As the Delta variant rips through conservative swaths of the country, some elected Republicans are facing growing pressure from public health advocates to speak out — not only in favor of inoculating their constituents against the coronavirus, but against media figures and elected officials who are questioning the efficacy of the vaccines.
“We don’t control conservative media figures so far as I know — at least I don’t,” Senator Mitt Romney, Republican of Utah, said in an interview on Wednesday. “That being said, I think it’s an enormous error for anyone to suggest that we shouldn’t be taking vaccines. Look, the politicization of vaccination is an outrage and frankly moronic.”
Republican senators who favor vaccination are still taking pains not to mention the names of colleagues, such as Senators Ron Johnson of Wisconsin and Rand Paul of Kentucky, who have given voice to vaccine skepticism, or media personalities like Fox News Channel’s Tucker Carlson, who expresses such skepticism almost nightly.
Vaccines are indeed effective against the Delta variant, and nationwide, the numbers remain at some of the lowest levels since the beginning of the pandemic.
Still, with cases ticking upward, driven by localized outbreaks in places with low vaccination rates — Arkansas, Missouri, Texas and Nevada — Republican leaders are talking.
“As a polio victim myself when I was young, I’ve studied that disease,” Senator Mitch McConnell of Kentucky, the Republican minority leader, said on Tuesday. “It took 70 years, 70 years, to come up with two vaccines that finally ended the polio threat. As a result of Operation Warp Speed, we have not one, not two, but three highly effective vaccines, so I’m perplexed by the difficulty we have finishing the job.”
“If you’re a football fan, we’re in the red zone but we’re not in the end zone yet,” he added, “and we need to keep preaching that getting the vaccine is important.”
Still, when asked about his conversations with vaccine skeptics in the Senate Republican Conference, Mr. McConnell demurred. “I can only speak for myself, and I just did,” he said.
Senior Republicans are clearly walking a fine line. They cannot afford to see a resurgent coronavirus disproportionately impact conservative voters, who have been fed a diet of misinformation about vaccines by right-leaning news outlets and commentators. But they cannot afford to alienate them either.

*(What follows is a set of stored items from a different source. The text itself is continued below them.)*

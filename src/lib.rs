//! ContentPro - AI-assisted marketing content generation
//!
//! Builds Burmese marketing copy and matching images from a topic via
//! Gemini's generateContent and Imagen predict APIs, with retrying
//! request execution and persisted contact details woven into the
//! generated content.

pub mod ai;
pub mod error;
pub mod models;
pub mod prompts;
pub mod session;
pub mod storage;

pub use error::{Error, Result};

Senator John Cornyn, Republican of Texas, said on Wednesday that much of the skepticism surrounding vaccines “is based on conspiracy theories, unfortunately.”
“I do acknowledge the right of an individual to decide whether they’re going to get the vaccine,” he said, “but what I’ve tried to do is encourage everybody to get the vaccine.”
On Wednesday, a group of Republican senators and House members introduced legislation to repeal mask mandates on public transport, dismissing the spread of the virus.
“The viral spread is collapsing and our normal lives are returning,” declared Representative Andy Biggs, Republican of Arizona.
But Mr. Cornyn also drew a distinction between densely populated urban areas like Houston and Dallas, where he said mass vaccination is vital, and smaller, spread out cities like Odessa and Midland where “social distancing is not a problem, let me say.”
The virus has not drawn that distinction. Some of the fastest growth is happening in smaller cities and rural regions, like parts of southern Missouri and northern Arkansas.
Mr. Romney tried to appeal to supporters of former President Donald J. Trump in those areas.
“People who support him applaud the fact that he moved heaven and earth to get vaccines developed on a timely basis,” Mr. Romney said. “He accomplished that and not taking advantage of that would be an insult to the accomplishment.”
As to his message to vaccine skeptics in his conference, Mr. Romney said, “they know where I stand.”